**Records supplied**
#####

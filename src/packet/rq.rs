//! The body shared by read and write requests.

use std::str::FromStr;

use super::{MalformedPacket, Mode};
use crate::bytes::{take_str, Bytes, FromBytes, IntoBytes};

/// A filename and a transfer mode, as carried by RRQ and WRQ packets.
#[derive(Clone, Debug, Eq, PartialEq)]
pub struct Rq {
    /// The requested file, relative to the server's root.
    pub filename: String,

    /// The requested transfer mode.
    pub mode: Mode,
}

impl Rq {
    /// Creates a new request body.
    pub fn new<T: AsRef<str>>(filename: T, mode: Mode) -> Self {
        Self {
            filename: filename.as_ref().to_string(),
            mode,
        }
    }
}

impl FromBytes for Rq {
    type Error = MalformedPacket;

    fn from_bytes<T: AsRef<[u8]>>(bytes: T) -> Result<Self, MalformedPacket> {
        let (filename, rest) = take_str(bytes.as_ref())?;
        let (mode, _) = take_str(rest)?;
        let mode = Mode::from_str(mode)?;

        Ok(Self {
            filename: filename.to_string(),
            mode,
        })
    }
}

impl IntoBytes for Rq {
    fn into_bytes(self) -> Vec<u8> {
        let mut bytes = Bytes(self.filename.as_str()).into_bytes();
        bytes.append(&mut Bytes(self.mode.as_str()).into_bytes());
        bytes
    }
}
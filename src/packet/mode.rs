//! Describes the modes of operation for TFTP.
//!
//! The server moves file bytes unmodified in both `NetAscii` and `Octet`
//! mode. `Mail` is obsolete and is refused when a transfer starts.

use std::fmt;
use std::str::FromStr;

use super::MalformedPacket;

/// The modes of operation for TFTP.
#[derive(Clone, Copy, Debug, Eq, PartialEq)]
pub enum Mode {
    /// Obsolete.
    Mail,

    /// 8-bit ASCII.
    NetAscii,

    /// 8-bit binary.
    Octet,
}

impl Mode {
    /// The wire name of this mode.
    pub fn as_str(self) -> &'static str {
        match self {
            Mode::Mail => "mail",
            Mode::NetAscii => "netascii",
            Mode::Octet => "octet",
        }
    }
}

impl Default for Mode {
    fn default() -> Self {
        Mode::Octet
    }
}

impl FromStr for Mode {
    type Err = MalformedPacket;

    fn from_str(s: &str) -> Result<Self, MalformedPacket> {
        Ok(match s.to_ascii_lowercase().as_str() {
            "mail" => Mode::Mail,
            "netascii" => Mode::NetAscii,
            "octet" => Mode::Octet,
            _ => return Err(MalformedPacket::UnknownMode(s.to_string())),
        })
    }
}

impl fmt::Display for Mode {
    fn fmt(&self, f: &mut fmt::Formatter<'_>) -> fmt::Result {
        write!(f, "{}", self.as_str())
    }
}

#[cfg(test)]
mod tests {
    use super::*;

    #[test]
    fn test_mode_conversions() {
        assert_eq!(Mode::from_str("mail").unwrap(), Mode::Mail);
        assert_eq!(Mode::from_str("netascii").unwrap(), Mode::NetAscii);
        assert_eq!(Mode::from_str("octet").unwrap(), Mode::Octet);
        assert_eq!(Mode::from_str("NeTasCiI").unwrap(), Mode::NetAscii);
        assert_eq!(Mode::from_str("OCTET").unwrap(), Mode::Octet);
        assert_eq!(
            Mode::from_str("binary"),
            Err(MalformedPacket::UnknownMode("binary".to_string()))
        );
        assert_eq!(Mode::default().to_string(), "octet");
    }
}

#####

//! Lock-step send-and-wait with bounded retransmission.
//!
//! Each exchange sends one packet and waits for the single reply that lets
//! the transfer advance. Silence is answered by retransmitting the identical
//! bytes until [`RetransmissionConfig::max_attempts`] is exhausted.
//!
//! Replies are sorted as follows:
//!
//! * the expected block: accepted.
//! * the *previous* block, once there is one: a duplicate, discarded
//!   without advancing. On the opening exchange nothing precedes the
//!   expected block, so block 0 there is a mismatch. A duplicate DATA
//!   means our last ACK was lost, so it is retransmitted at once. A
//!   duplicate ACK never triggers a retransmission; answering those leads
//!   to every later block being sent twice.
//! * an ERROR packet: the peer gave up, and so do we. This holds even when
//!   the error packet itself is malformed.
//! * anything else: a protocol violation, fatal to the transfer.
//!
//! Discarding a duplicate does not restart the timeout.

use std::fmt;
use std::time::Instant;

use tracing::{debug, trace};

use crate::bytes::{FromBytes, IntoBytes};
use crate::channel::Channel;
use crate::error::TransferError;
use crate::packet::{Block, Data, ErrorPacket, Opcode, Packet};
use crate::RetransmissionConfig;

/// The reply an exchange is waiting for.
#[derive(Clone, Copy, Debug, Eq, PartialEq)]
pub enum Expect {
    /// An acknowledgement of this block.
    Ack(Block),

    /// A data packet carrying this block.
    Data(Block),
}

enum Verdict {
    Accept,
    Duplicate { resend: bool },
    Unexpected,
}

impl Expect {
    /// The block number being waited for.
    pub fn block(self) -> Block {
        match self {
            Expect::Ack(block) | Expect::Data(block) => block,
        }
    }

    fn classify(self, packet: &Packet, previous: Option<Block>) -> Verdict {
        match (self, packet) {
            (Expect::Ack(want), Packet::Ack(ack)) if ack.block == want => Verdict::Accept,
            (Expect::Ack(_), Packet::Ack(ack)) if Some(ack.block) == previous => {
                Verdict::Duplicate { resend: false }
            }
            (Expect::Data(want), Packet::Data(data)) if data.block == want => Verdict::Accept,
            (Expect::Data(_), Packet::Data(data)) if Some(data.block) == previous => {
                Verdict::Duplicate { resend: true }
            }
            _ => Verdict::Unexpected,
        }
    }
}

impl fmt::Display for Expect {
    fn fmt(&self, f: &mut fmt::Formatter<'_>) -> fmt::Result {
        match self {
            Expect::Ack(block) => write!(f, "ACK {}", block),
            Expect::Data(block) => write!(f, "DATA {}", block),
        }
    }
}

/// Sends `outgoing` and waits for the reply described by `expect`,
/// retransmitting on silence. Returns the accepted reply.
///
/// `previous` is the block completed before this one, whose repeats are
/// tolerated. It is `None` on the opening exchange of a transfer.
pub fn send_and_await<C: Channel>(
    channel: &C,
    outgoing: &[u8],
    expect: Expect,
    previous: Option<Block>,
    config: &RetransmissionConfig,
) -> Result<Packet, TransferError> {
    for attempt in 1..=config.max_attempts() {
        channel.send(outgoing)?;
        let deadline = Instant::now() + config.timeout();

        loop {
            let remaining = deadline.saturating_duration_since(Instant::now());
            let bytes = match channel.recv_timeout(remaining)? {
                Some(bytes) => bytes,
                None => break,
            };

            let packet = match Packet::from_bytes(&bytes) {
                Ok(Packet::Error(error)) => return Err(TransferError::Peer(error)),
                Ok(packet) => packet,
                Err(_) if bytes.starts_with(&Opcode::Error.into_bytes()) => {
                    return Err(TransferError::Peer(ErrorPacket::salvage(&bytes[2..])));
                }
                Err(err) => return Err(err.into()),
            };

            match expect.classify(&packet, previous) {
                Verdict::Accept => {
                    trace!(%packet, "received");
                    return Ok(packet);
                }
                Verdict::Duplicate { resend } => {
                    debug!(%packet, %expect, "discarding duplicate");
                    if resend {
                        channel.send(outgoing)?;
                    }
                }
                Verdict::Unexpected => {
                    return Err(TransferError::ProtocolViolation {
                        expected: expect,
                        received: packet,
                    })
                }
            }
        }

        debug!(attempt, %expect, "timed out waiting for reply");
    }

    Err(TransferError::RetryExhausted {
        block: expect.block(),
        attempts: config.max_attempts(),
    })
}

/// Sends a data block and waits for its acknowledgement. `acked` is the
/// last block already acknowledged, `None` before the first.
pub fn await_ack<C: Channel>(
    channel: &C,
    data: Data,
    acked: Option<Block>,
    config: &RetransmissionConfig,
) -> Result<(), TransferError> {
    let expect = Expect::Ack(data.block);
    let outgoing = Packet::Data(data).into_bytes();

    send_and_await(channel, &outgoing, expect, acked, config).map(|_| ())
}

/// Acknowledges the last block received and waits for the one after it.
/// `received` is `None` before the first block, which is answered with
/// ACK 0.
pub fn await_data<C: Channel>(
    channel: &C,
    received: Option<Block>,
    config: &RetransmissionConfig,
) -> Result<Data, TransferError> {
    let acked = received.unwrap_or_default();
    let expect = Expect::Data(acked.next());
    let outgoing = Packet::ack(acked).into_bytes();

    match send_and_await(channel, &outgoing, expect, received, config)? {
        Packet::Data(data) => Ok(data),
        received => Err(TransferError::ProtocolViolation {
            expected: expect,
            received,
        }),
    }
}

#####

**Your goal**
Please show all lines from the entries that contain the word "impl".

**Output**
impl Rq {
impl FromBytes for Rq {
impl IntoBytes for Rq {
impl Mode {
impl Default for Mode {
impl FromStr for Mode {
impl fmt::Display for Mode {
impl Expect {
impl fmt::Display for Expect {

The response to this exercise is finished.